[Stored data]
┄┄┄┄┄┄
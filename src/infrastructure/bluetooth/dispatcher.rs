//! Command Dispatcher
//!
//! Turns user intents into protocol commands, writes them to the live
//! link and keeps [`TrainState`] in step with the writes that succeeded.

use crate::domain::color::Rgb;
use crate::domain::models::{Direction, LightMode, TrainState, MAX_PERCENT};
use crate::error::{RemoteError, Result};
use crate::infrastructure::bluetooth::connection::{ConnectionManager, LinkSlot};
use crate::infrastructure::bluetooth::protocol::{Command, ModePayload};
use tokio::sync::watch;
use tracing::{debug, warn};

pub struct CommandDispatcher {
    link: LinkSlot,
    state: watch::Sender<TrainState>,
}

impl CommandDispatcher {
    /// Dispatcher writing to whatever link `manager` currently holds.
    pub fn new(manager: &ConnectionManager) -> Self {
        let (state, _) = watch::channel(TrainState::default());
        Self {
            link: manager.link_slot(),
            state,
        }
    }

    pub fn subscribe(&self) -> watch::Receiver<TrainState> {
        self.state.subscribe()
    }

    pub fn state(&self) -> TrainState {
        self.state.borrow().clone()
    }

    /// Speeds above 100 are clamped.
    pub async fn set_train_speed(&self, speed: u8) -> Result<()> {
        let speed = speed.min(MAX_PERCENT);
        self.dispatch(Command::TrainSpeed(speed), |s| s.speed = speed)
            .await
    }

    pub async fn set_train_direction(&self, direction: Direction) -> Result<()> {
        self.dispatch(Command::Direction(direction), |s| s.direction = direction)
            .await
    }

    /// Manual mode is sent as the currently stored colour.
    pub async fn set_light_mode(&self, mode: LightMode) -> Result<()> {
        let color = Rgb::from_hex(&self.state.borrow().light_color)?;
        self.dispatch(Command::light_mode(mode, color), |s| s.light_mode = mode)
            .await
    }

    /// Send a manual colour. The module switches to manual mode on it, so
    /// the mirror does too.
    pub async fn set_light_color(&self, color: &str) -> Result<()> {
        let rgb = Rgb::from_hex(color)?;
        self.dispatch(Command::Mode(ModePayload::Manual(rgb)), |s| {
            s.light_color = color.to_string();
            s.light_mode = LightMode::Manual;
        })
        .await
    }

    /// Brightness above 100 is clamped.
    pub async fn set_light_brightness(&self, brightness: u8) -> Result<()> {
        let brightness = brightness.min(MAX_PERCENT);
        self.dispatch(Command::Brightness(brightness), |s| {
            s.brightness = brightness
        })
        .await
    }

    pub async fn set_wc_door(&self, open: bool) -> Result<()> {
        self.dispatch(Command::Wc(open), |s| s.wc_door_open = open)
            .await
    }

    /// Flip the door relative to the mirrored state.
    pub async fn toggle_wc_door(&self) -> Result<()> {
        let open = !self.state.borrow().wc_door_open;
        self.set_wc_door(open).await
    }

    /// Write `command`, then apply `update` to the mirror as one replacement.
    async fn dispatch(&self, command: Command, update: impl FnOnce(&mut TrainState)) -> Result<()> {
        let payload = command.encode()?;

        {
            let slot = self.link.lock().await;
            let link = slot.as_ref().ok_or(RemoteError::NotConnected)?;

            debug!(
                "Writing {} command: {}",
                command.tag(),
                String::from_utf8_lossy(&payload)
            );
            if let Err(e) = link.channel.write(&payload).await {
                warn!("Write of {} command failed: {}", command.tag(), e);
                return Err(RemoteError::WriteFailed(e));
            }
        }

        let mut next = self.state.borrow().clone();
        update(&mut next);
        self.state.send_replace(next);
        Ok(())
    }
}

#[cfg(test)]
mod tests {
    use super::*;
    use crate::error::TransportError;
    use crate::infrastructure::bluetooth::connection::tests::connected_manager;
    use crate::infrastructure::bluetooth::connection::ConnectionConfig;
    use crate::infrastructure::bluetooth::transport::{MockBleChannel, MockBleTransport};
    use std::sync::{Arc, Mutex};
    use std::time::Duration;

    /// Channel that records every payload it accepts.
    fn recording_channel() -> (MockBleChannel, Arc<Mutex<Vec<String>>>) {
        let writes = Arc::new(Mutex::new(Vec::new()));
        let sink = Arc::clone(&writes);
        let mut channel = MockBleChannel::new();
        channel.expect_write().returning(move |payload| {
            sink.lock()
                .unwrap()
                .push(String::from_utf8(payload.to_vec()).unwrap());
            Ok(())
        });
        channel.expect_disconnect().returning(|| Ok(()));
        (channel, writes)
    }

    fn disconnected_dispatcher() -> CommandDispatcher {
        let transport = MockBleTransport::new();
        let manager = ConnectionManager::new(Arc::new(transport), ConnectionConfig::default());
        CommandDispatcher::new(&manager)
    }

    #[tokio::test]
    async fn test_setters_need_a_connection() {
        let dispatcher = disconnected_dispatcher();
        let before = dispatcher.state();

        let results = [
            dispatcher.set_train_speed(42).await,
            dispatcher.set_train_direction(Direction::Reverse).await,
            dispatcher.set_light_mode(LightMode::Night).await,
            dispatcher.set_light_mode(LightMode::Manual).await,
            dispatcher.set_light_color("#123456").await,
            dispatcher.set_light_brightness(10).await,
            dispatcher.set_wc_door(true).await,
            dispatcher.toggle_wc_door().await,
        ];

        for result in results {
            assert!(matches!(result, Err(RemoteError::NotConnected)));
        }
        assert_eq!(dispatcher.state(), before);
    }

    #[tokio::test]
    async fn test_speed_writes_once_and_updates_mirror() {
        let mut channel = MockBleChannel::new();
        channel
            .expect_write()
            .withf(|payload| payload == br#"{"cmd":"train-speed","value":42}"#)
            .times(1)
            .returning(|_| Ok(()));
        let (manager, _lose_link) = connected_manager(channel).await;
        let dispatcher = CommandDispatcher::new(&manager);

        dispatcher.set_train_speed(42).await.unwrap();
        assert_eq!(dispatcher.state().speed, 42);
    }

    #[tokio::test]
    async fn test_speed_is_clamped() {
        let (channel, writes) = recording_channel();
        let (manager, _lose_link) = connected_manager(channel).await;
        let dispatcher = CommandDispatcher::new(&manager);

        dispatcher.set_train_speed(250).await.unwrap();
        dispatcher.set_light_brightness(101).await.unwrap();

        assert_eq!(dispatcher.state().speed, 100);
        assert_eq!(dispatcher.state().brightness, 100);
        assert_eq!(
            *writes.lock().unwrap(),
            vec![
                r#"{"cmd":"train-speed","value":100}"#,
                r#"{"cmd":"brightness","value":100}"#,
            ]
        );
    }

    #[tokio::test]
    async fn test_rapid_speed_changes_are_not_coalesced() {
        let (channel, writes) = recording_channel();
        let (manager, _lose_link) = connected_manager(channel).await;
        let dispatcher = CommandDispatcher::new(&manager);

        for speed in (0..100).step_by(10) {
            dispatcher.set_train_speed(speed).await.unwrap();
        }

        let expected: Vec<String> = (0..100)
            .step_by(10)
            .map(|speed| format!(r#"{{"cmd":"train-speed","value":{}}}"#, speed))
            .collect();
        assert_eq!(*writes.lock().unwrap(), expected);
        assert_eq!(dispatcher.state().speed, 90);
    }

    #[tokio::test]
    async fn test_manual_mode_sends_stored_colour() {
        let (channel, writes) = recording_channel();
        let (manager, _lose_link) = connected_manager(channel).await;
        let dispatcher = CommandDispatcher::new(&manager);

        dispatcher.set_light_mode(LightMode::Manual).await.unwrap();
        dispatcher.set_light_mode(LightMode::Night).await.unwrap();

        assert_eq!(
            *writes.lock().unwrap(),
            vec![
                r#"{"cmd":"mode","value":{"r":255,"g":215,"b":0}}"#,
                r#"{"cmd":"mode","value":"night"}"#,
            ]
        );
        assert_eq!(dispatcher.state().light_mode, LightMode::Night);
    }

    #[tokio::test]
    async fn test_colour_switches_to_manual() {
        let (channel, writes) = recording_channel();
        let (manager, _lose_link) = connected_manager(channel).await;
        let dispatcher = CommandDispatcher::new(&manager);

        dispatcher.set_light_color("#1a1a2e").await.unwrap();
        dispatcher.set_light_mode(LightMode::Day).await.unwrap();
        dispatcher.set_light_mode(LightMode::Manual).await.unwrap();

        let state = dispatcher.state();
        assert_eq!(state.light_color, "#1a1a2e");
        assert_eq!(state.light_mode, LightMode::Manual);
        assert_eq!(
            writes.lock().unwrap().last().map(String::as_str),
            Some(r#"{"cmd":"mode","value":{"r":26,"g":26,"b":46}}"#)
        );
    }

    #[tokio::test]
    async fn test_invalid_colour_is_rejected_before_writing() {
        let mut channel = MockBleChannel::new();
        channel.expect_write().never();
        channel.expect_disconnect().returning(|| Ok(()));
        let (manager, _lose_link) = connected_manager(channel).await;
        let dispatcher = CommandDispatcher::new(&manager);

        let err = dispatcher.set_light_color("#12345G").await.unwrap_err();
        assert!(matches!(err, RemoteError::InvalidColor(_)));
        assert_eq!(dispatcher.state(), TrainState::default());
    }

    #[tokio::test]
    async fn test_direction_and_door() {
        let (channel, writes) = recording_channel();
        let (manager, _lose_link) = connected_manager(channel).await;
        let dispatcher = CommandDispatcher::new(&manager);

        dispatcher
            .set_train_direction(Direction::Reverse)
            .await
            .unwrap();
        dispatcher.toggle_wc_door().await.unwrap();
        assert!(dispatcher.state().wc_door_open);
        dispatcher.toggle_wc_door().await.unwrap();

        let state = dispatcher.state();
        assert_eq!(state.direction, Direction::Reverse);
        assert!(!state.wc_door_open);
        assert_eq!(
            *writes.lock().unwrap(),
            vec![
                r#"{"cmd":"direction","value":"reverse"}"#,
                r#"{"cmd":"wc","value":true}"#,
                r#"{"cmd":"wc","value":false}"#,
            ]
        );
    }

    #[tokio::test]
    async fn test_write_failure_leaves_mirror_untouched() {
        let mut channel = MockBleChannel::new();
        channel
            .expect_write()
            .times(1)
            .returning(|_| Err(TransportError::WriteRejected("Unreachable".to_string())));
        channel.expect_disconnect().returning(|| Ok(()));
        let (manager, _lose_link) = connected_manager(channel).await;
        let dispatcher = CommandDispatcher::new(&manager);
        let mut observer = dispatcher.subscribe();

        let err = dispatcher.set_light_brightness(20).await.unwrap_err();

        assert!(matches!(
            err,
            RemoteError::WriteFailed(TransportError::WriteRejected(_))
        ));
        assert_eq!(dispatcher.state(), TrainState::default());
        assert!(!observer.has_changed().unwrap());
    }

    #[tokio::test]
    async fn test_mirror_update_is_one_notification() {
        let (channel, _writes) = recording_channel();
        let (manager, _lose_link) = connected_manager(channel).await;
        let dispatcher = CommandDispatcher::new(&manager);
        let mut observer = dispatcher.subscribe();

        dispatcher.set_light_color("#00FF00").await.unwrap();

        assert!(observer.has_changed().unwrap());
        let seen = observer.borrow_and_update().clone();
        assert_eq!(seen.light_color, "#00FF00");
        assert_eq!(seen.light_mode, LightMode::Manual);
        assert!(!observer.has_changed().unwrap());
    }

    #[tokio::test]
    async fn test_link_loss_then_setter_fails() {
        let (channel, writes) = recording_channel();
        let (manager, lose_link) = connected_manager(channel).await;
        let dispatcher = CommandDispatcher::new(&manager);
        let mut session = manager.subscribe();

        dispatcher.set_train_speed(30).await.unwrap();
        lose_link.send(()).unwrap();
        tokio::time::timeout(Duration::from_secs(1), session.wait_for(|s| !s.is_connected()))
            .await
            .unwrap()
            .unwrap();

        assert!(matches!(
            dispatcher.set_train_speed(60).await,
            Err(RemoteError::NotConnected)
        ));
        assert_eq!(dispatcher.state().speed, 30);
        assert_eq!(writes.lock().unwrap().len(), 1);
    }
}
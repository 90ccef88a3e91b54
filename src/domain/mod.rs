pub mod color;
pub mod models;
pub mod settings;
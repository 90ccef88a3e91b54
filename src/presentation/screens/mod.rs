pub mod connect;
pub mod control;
┄┄┄┄┄┄
• **Task objective**:
In the entries above, how many lines hold "ConnectionManager"? Answer with the number alone.

• **Solution to this task**:
3